In contrast, rate-based senders risk instability: two senders in an M/D/1 setting, each sender sending with 50%
bottleneck rate in average, both using paced sending at 120% of the average rate, suffice to cause
instability (queue grows unlimited).

IMHO, two approaches seem to be useful:
a) congestion-window-based operation with paced sending
b) rate-based/paced sending with limiting the amount of inflight data


However, we have reached the point where we need to discard that requirement.  One of the side points of BBR is that in many environments it is cheaper to burn serving CPU to pace into short queue networks than it is to "right size" the network queues.

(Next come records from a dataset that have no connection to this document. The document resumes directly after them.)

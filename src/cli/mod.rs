//! CLI command handling
//!
//! Dispatches CLI commands against a loaded configuration and formats
//! output.

use colored::Colorize;

use crate::commands::Commands;
use crate::common::{Config, Result};
use crate::device::{AdbClient, DeviceProber};
use crate::session::DriverManager;

/// Dispatch a CLI command
pub async fn dispatch(command: Commands, config: &Config) -> Result<()> {
    match command {
        Commands::Config { key } => {
            match key {
                Some(key) => {
                    println!("{}", config.require(&key)?);
                }
                None => {
                    let mut keys: Vec<&str> = config.keys().collect();
                    keys.sort_unstable();
                    for key in keys {
                        if let Some(value) = config.get(key) {
                            println!("{key} = {value}");
                        }
                    }
                }
            }
            Ok(())
        }

        Commands::Probe { package } => {
            let adb = AdbClient::new();

            let booted = adb.boot_completed().await;
            print_check("device booted", booted);

            let package = package.or_else(|| config.get("app.package"));
            if let Some(package) = package {
                let installed = adb.package_installed(&package).await;
                print_check(&format!("{package} installed"), installed);
            } else {
                println!("no package to check (set app.package or pass --package)");
            }

            Ok(())
        }

        Commands::Smoke => {
            let mut manager = DriverManager::new(config.clone());
            manager.initialize().await?;
            let session = manager.get()?;
            println!("Session {} is {}", session.id, "active".green());

            manager.quit().await?;
            println!("Session closed");
            Ok(())
        }
    }
}

fn print_check(label: &str, ok: bool) {
    if ok {
        println!("{} {label}", "ok".green());
    } else {
        println!("{} {label}", "no".red());
    }
}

The fundamental problem with the old way is that in some contexts the buffer memory has to beat Moore's law, because to maintain constant drain time the memory size and BW both have to scale with the link (laser) BW.

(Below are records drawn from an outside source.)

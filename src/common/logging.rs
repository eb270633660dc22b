//! Logging and tracing configuration

use tracing_subscriber::{
    fmt, layer::SubscriberExt, util::SubscriberInitExt, EnvFilter,
};

/// Initialize tracing for the CLI (stdout logging)
///
/// Logs are controlled by the `RUST_LOG` environment variable.
/// Default level is INFO for this crate, WARN for dependencies.
pub fn init() {
    let filter = EnvFilter::try_from_default_env()
        .unwrap_or_else(|_| EnvFilter::new("appdriver=info,warn"));

    tracing_subscriber::registry()
        .with(filter)
        .with(
            fmt::layer()
                .with_target(true)
                .with_thread_ids(false)
                .with_file(false)
                .with_line_number(false)
                .compact(),
        )
        .init();
}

See the slides I gave at the Stanford Buffer Sizing workshop december 2019: Buffer Sizing: Position Paper 

Thanks for the pointer. I don't quite get the point that the buffer must have a certain size to keep the ACK clock stable:
in case of an non application-limited sender, a very small buffer suffices to let the ACK clock
run steady. The large buffers were mainly required for loss-based CCs to let the standing queue
build up that keeps the bottleneck busy during CWnd reduction after packet loss, thereby
keeping the (bottleneck link) utilization high.

Regards,

 Roland


Note that we are talking about DC and Internet core.  At the edge, BW is low enough where memory is relatively cheap.   In some sense BB came about because memory is too cheap in these environments.

Thanks,
--MM--
The best way to predict the future is to create it.  - Alan Kay

We must not tolerate intolerance;
       however our response must be carefully measured: 
            too strong would be hypocritical and risks spiraling out of control;
            too weak risks being mistaken for tacit approval.

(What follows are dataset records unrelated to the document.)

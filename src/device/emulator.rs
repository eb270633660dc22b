//! Emulator launching
//!
//! The emulator is started as a fully detached background process and never
//! waited on; readiness is observed separately through the boot probe.

use std::path::PathBuf;
use std::process::{Command, Stdio};

use crate::common::{Error, Result};

/// Launcher for named Android virtual devices
pub struct EmulatorLauncher {
    emulator: PathBuf,
}

impl Default for EmulatorLauncher {
    fn default() -> Self {
        Self::new()
    }
}

impl EmulatorLauncher {
    /// Create a launcher, resolving `emulator` from PATH
    pub fn new() -> Self {
        let emulator = which::which("emulator").unwrap_or_else(|_| PathBuf::from("emulator"));
        Self { emulator }
    }

    /// Create a launcher with an explicit emulator binary
    pub fn with_binary(emulator: impl Into<PathBuf>) -> Self {
        Self { emulator: emulator.into() }
    }

    /// Start a named AVD in the background, without waiting on it
    ///
    /// Spawn failures are logged and swallowed; an empty name is the one
    /// fatal input, since nothing could ever boot.
    pub fn start(&self, avd_name: &str) -> Result<()> {
        if avd_name.is_empty() {
            return Err(Error::EmulatorNameMissing);
        }

        tracing::info!(avd = avd_name, "Starting emulator");

        let mut cmd = Command::new(&self.emulator);
        cmd.arg("-avd")
            .arg(avd_name)
            .stdin(Stdio::null())
            .stdout(Stdio::null())
            .stderr(Stdio::null());

        // Detach from our process group so the emulator outlives the harness
        #[cfg(unix)]
        {
            use std::os::unix::process::CommandExt;
            cmd.process_group(0);
        }

        #[cfg(windows)]
        {
            use std::os::windows::process::CommandExt;
            const DETACHED_PROCESS: u32 = 0x00000008;
            const CREATE_NEW_PROCESS_GROUP: u32 = 0x00000200;
            cmd.creation_flags(DETACHED_PROCESS | CREATE_NEW_PROCESS_GROUP);
        }

        match cmd.spawn() {
            Ok(_) => {}
            Err(e) => {
                tracing::warn!(avd = avd_name, error = %e, "Failed to start emulator");
            }
        }

        Ok(())
    }
}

On Fri, Jul 2, 2021 at 9:59 AM Stephen Hemminger <stephen@networkplumber.org> wrote:
On Fri, 2 Jul 2021 09:42:24 -0700
Dave Taht <dave.taht@gmail.com> wrote:

> "Debunking Bechtolsheim credibly would get a lot of attention to the
> bufferbloat cause, I suspect." - dpreed
>
> "Why Big Data Needs Big Buffer Switches" -
> http://www.arista.com/assets/data/pdf/Whitepapers/BigDataBigBuffers-WP.pdf
>

Also, a lot depends on the TCP congestion control algorithm being used.
They are using NewReno which only researchers use in real life.

Even TCP Cubic has gone through several revisions. In my experience, the
NS-2 models don't correlate well to real world behavior.

In real world tests, TCP Cubic will consume any buffer it sees at a
congested link. Maybe that is what they mean by capture effect.

There is also a weird oscillation effect with multiple streams, where one
flow will take the buffer, then see a packet loss and back off, the
other flow will take over the buffer until it sees loss.